= PROBLEM REQUIREMENTS =
Would you reproduce, without any alteration, the lines from the opening line of the entries through the line that has "a relevance search" in it?

= DATA FOR PROCESSING =
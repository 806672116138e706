//! Site knowledge — what the assistant knows about the website.
//!
//! Submodules:
//! - `url_index`: Known site URLs with derived keywords and a relevance search
//! - `sitemap`: Loads URL lists and sitemap files into `UrlRecord`s
//! - `extract`: Readable-text extraction from HTML pages
//! - `fetcher`: Cached page retrieval with bounded batch concurrency
//! - `errors`: Site-layer error types

pub mod errors;
pub mod extract;
pub mod fetcher;
pub mod sitemap;
pub mod url_index;

// Re-exports for convenience
pub use errors::{FetchError, SiteError};
pub use fetcher::{ContentFetcher, FetchOutcome, HttpPageSource, PageContent, PageSource};
pub use url_index::{Category, ScoredUrlRecord, UrlIndex, UrlRecord};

= WRITTEN REPLY =
repository 806672116138e706
//! Site knowledge — what the assistant knows about the website.
//!
//! Submodules:
//! - `url_index`: Known site URLs with derived keywords and a relevance search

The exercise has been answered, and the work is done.